Synopsis
In 1930, in the waning days of the Weimar Republic, an experiment in democratic government and workers’ rights, as well as various forms of sexual liberation, it was still possible for upper-class hostess Ilse Webber to invite a Social-Democrat union organizer named Mendelsohn, a Jewish banker named Weiss and a pro-Nazi intellectual librarian named Vogel to the same gathering.However, those days were coming to an end. It was a time of turmoil, with stormtroopers of the Sturmableitung, the brownshirts, creating disorder and mayhem on a daily basis. The struggle for reality and the power it brought to create reality, was between the Social-Democrats—the force standing for freedoms of the spirit and the mind—and the Nazis, with their industrialist and big business fellow travelers, standing for demonization of Jews and left-liberals and for violently imposing strict social controls on the people.This is a novel with a broad cast of characters, the inhabitants of a Prussian town in Germany not unlike similar-sized towns in the American heartland, living in the days just prior to and then after Adolph Hitler's rise to power in January 1933. All of them would experience profound changes to their day-to-day lives.

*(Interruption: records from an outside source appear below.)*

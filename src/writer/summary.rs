// Copyright (c) 2018-2025  Brendan Molloy <brendan@bbqsrc.net>,
//                          Ilya Solovyiov <ilya.solovyiov@gmail.com>,
//                          Kai Ren <tyranron@gmail.com>
//
// Licensed under the Apache License, Version 2.0 <LICENSE-APACHE or
// http://www.apache.org/licenses/LICENSE-2.0> or the MIT license
// <LICENSE-MIT or http://opensource.org/licenses/MIT>, at your
// option. This file may not be copied, modified, or distributed
// except according to those terms.

//! Execution statistics of a feature run.

use std::{borrow::Cow, ops::AddAssign};

use itertools::Itertools as _;

use super::out::Styles;

/// Number of passed, skipped and failed steps (or scenarios).
#[derive(Clone, Copy, Debug, Default, Eq, PartialEq)]
pub struct Stats {
    /// Number of passed steps (or scenarios).
    pub passed: usize,

    /// Number of skipped steps (or scenarios).
    pub skipped: usize,

    /// Number of failed steps (or scenarios).
    pub failed: usize,
}

impl Stats {
    /// Returns the total number of steps (or scenarios) these [`Stats`] have
    /// been collected for.
    #[must_use]
    pub const fn total(&self) -> usize {
        self.passed + self.skipped + self.failed
    }
}

impl AddAssign for Stats {
    fn add_assign(&mut self, rhs: Self) {
        self.passed += rhs.passed;
        self.skipped += rhs.skipped;
        self.failed += rhs.failed;
    }
}

/// Outcome of running one or more features.
#[derive(Clone, Copy, Debug, Default, Eq, PartialEq)]
pub struct Summary {
    /// Number of features run.
    pub features: usize,

    /// Number of features rejected by the parser.
    pub parsing_errors: usize,

    /// Scenario [`Stats`]. A scenario never counts as skipped.
    pub scenarios: Stats,

    /// Step [`Stats`], background steps included.
    pub steps: Stats,
}

impl Summary {
    /// Indicates whether no feature was rejected and no step failed.
    #[must_use]
    pub const fn passed(&self) -> bool {
        self.parsing_errors == 0 && self.steps.failed == 0
    }

    /// Indicates whether anything failed.
    #[must_use]
    pub const fn failed(&self) -> bool {
        !self.passed()
    }
}

impl AddAssign for Summary {
    fn add_assign(&mut self, rhs: Self) {
        self.features += rhs.features;
        self.parsing_errors += rhs.parsing_errors;
        self.scenarios += rhs.scenarios;
        self.steps += rhs.steps;
    }
}

impl Styles {
    /// Renders the given [`Summary`].
    #[must_use]
    pub fn summary(&self, summary: &Summary) -> String {
        let features = self.maybe_plural("feature", summary.features);
        let scenarios =
            self.maybe_plural("scenario", summary.scenarios.total());
        let scenarios_stats = self.format_stats(summary.scenarios);
        let steps = self.maybe_plural("step", summary.steps.total());
        let steps_stats = self.format_stats(summary.steps);
        let parsing_errors = if summary.parsing_errors > 0 {
            self.err(self.maybe_plural("parsing error", summary.parsing_errors))
        } else {
            "".into()
        };

        format!(
            "{header}\n{features}\n{scenarios}{scenarios_stats}\n\
             {steps}{steps_stats}\n{parsing_errors}",
            header = self.bold(self.header("[Summary]")),
        )
        .trim_end_matches('\n')
        .to_owned()
    }

    fn format_stats(&self, stats: Stats) -> Cow<'static, str> {
        let formatted = [
            (stats.passed > 0).then(|| {
                self.bold(self.ok(format!("{} passed", stats.passed)))
            }),
            (stats.skipped > 0).then(|| {
                self.bold(self.skipped(format!("{} skipped", stats.skipped)))
            }),
            (stats.failed > 0).then(|| {
                self.bold(self.err(format!("{} failed", stats.failed)))
            }),
        ]
        .into_iter()
        .flatten()
        .join(&self.bold(", "));

        if formatted.is_empty() {
            "".into()
        } else {
            format!(" {}{formatted}{}", self.bold("("), self.bold(")")).into()
        }
    }

    fn maybe_plural(
        &self,
        singular: impl Into<Cow<'static, str>>,
        num: usize,
    ) -> Cow<'static, str> {
        self.bold(format!(
            "{num} {}{}",
            singular.into(),
            if num == 1 { "" } else { "s" },
        ))
    }
}

#[cfg(test)]
mod tests {
    use super::*;
    use crate::writer::Coloring;

    fn plain() -> Styles {
        let mut styles = Styles::new();
        styles.apply_coloring(Coloring::Never);
        styles
    }

    #[test]
    fn renders_summary() {
        let summary = Summary {
            features: 1,
            parsing_errors: 0,
            scenarios: Stats { passed: 1, skipped: 0, failed: 1 },
            steps: Stats { passed: 4, skipped: 2, failed: 1 },
        };

        assert_eq!(
            plain().summary(&summary),
            "[Summary]\n\
             1 feature\n\
             2 scenarios (1 passed, 1 failed)\n\
             7 steps (4 passed, 2 skipped, 1 failed)",
        );
        assert!(summary.failed());
    }

    #[test]
    fn renders_parsing_errors() {
        let summary = Summary {
            features: 2,
            parsing_errors: 1,
            ..Summary::default()
        };

        assert_eq!(
            plain().summary(&summary),
            "[Summary]\n2 features\n0 scenarios\n0 steps\n1 parsing error",
        );
        assert!(!summary.passed());
    }

    #[test]
    fn summaries_add_up() {
        let mut total = Summary::default();
        total += Summary {
            features: 1,
            parsing_errors: 0,
            scenarios: Stats { passed: 2, skipped: 0, failed: 0 },
            steps: Stats { passed: 5, skipped: 0, failed: 0 },
        };
        total += Summary {
            features: 1,
            parsing_errors: 0,
            scenarios: Stats { passed: 0, skipped: 0, failed: 1 },
            steps: Stats { passed: 1, skipped: 1, failed: 1 },
        };

        assert_eq!(total.features, 2);
        assert_eq!(total.scenarios.total(), 3);
        assert_eq!(total.steps, Stats { passed: 6, skipped: 1, failed: 1 });
        assert!(total.failed());
    }
}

Some would even be murdered--and their neighbors would be their murderersThis fast paced, eye-opening story is as current as any headline to be found in the pages of todays daily newspapers. Saul Braun is the author of the well regarded Catalog of Sexual Consciousness (Grove Press, 1976) and several highly lauded cover articles in the New York Times Sunday Magazine.
About the Author
Saul Braun was born in Ranchuelo, Cuba. He emigrated to the United States at the age of six with his parents Herman and Sima, who came from Czech and Russian Jewish families murdered during World War II in Nazi concentration camps. Braun graduated from Yale College in 1953 with a BA degree, and in 1958 from the Yale School of Drama with an MFA degree as a playwright. He served in the U.S. Army as an artillery officer during the Vietnam War, first at Fort Sill, Oklahoma, then at Fort Devens in Massachusetts. Braun has four sons, Josh, Dan, Tony and Uri and two grandsons, Charlie and Ben.